In this job, you receive a multitude of emails on all manner of topics. Some of which you dismiss unwittingly. It’s not that you’re unappreciative of the PR people who pass along stories – it’s just that there are so frighteningly many of them, and for every inbox popup that’s relevant to me, there are four or five more that bang on how to make money from crypto. This leads to quickfire dismissal of those deemed irrelevant.

Fortunately for me, I didn’t jump to this decision with the story about fishnet stockings! Tempted though I may’ve been.

Not only is this email a gem of a story, it’s also one relaying a global first.

The Industrial Biotechnology Innovation Centre (IBioIC) is telling how a new research project is looking at turning fish processing waste into “valuable, usable products” – namely adipic acid which is a key component used to make nylon.

Plastic experts from Impact Solutions; biotechnology researchers from the University of Edinburgh led by Dr Stephen Wallace; seafood producer Farne Salmon, part of Labeyrie Fine Foods; and the Industrial Biotechnology Innovation Centre (IBioIC) are exploring the feasibility of a more environmentally friendly, circular approach to the production of synthetic clothing.

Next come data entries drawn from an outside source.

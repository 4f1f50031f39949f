//! Immutable, case-insensitive company lookup built once at startup.

pub mod error;
pub mod loader;

use crate::domain::company::{normalize_name, CompanyRecord};
use self::error::DataLoadError;
use std::collections::HashMap;

pub use loader::{load_csv_path, load_csv_reader};

#[derive(Debug, Clone)]
pub struct CompanyIndex {
    records: Vec<CompanyRecord>,
    names: Vec<String>,
    by_key: HashMap<String, usize>,
}

impl CompanyIndex {
    pub fn from_records(records: Vec<CompanyRecord>) -> Result<Self, DataLoadError> {
        for (idx, record) in records.iter().enumerate() {
            record
                .validate()
                .map_err(|reason| DataLoadError::InvalidRecord {
                    line: idx as u64 + 1,
                    company: record.company_name.clone(),
                    reason,
                })?;
        }
        Self::from_validated(records)
    }

    pub(crate) fn from_validated(records: Vec<CompanyRecord>) -> Result<Self, DataLoadError> {
        if records.is_empty() {
            return Err(DataLoadError::Empty);
        }

        let mut by_key = HashMap::with_capacity(records.len());
        for (idx, record) in records.iter().enumerate() {
            if by_key.insert(record.key(), idx).is_some() {
                return Err(DataLoadError::DuplicateCompany(record.company_name.clone()));
            }
        }

        let names = records.iter().map(|r| r.company_name.clone()).collect();
        Ok(Self {
            records,
            names,
            by_key,
        })
    }

    /// Exact match after lower-casing; no trimming or partial matching.
    pub fn lookup(&self, name: &str) -> Option<&CompanyRecord> {
        self.by_key
            .get(&normalize_name(name))
            .map(|&idx| &self.records[idx])
    }

    /// Names in load order.
    pub fn list_names(&self) -> &[String] {
        &self.names
    }

    pub fn len(&self) -> usize {
        self.records.len()
    }

    pub fn is_empty(&self) -> bool {
        self.records.is_empty()
    }
}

The group are taking waste material generated as part of fish processing and using biological enzymes to extract the fatty components of the fish waste.

Genetically modified bacteria can then turn the fatty components into a mixture of adipic acid and useful by-products.

The feasibility study marks the beginning of an important step towards finding a sustainable, bio-based alternative for the production of adipic acid, which is typically derived from petrochemicals. The steps involved in the current process are known to have a significant impact on the environment. Waste nitrous oxide is one of many by-products of the process, with some reports stating that it could be more harmful to the climate than CO2.

In addition to nylon, adipic acid is used in a range of products including food additives and flavourings.

According to the team, as much as 492,000 tonnes of waste is created annually by the UK’s fish processing industry – comprising fish remains, oils, and wastewater collected during the clean down of processing plants. Currently, the waste must go through either expensive and energy-intensive treatment and separation or used in low value products such as animal feed or fertiliser, but this new process could uncover alternative uses for the waste material.

I certainly won’t be looking at seafood waste in the same way now. In this age of sustainability, recycling is of such importance that the onus is on all of us that we leave behind the smallest possible eco-footprint. And what could be better than having the best of both worlds – looking stylish while thinking about the environment?

As for processing of emails, I’ll not be so harsh from now on.